● **RECORDS FOR THIS TASK**

•••••

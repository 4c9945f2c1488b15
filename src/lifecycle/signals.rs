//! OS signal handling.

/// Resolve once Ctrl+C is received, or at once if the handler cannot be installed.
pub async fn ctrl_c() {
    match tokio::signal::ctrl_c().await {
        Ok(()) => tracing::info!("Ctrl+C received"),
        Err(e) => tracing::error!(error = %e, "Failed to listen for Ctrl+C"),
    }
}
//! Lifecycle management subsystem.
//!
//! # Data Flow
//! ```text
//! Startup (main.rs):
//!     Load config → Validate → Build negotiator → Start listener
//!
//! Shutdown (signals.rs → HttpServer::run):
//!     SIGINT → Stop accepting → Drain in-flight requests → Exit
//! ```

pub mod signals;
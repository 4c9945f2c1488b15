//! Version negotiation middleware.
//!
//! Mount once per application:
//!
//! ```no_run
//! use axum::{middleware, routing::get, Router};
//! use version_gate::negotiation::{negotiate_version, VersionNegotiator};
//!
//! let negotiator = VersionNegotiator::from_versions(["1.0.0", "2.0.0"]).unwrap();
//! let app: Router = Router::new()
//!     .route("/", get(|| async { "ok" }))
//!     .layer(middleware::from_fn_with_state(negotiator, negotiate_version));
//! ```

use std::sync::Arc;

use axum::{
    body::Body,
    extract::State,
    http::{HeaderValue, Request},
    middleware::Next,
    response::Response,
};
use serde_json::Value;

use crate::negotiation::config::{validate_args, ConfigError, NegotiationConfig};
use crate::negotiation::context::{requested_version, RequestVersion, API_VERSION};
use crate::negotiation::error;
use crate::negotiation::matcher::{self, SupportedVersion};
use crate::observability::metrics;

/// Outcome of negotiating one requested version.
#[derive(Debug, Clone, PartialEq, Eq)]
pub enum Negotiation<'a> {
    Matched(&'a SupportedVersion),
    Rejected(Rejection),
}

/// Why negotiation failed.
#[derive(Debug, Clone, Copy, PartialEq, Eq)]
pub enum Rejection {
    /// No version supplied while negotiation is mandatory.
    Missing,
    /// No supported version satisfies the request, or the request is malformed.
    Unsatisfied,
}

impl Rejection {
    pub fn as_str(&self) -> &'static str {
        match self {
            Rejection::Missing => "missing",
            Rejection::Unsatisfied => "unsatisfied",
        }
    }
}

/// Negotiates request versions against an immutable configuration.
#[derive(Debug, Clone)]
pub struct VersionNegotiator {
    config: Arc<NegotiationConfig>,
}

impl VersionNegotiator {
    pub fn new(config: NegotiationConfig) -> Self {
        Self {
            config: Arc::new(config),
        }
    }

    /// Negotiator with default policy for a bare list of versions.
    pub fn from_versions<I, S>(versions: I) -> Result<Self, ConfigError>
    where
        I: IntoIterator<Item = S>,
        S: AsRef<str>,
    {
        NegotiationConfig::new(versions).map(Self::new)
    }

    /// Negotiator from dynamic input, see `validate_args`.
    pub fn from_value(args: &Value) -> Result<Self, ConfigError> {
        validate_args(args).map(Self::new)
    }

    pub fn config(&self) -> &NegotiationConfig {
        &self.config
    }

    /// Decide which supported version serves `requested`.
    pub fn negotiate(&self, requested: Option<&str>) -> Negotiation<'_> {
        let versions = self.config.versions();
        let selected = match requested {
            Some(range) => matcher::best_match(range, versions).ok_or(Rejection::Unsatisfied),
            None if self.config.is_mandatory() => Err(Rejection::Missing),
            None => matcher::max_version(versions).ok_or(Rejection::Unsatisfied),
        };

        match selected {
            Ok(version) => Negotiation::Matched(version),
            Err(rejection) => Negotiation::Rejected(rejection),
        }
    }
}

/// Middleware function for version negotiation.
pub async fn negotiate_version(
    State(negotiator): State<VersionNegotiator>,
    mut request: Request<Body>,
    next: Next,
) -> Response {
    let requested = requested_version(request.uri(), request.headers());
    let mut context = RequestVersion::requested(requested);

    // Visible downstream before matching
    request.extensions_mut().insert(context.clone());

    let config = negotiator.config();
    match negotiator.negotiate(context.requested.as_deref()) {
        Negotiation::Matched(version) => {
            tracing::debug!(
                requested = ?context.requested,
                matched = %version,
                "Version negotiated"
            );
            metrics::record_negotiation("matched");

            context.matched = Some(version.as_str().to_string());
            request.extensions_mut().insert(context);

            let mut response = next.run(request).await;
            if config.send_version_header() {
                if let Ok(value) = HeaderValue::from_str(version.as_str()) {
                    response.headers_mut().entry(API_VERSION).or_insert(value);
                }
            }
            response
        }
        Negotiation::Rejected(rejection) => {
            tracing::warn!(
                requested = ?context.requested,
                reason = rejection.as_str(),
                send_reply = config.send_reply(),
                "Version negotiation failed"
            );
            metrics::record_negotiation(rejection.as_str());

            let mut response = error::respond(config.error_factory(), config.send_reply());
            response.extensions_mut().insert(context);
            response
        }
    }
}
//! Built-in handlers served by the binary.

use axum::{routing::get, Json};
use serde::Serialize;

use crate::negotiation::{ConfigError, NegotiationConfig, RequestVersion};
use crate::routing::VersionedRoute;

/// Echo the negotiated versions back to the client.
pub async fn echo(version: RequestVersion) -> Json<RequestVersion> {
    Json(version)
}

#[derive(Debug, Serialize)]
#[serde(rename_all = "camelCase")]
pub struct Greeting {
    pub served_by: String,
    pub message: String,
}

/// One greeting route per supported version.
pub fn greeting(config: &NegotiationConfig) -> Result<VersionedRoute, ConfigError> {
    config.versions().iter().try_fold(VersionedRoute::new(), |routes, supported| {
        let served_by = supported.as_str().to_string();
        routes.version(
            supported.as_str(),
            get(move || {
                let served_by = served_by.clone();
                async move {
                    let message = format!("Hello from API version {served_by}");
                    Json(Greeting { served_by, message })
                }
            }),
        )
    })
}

•••••

● **PROBLEM REQUIREMENTS**
Output only an exact transcription of the lines above from the one with "let mut response = next.run(request).await;" up to and including the one with "use serde::Serialize;".

● **COMPLETED TASK**
            let mut response = next.run(request).await;
            if config.send_version_header() {
                if let Ok(value) = HeaderValue::from_str(version.as_str()) {
                    response.headers_mut().entry(API_VERSION).or_insert(value);
                }
            }
            response
        }
        Negotiation::Rejected(rejection) => {
            tracing::warn!(
                requested = ?context.requested,
                reason = rejection.as_str(),
                send_reply = config.send_reply(),
                "Version negotiation failed"
            );
            metrics::record_negotiation(rejection.as_str());

            let mut response = error::respond(config.error_factory(), config.send_reply());
            response.extensions_mut().insert(context);
            response
        }
    }
}
//! Built-in handlers served by the binary.

use axum::{routing::get, Json};
use serde::Serialize;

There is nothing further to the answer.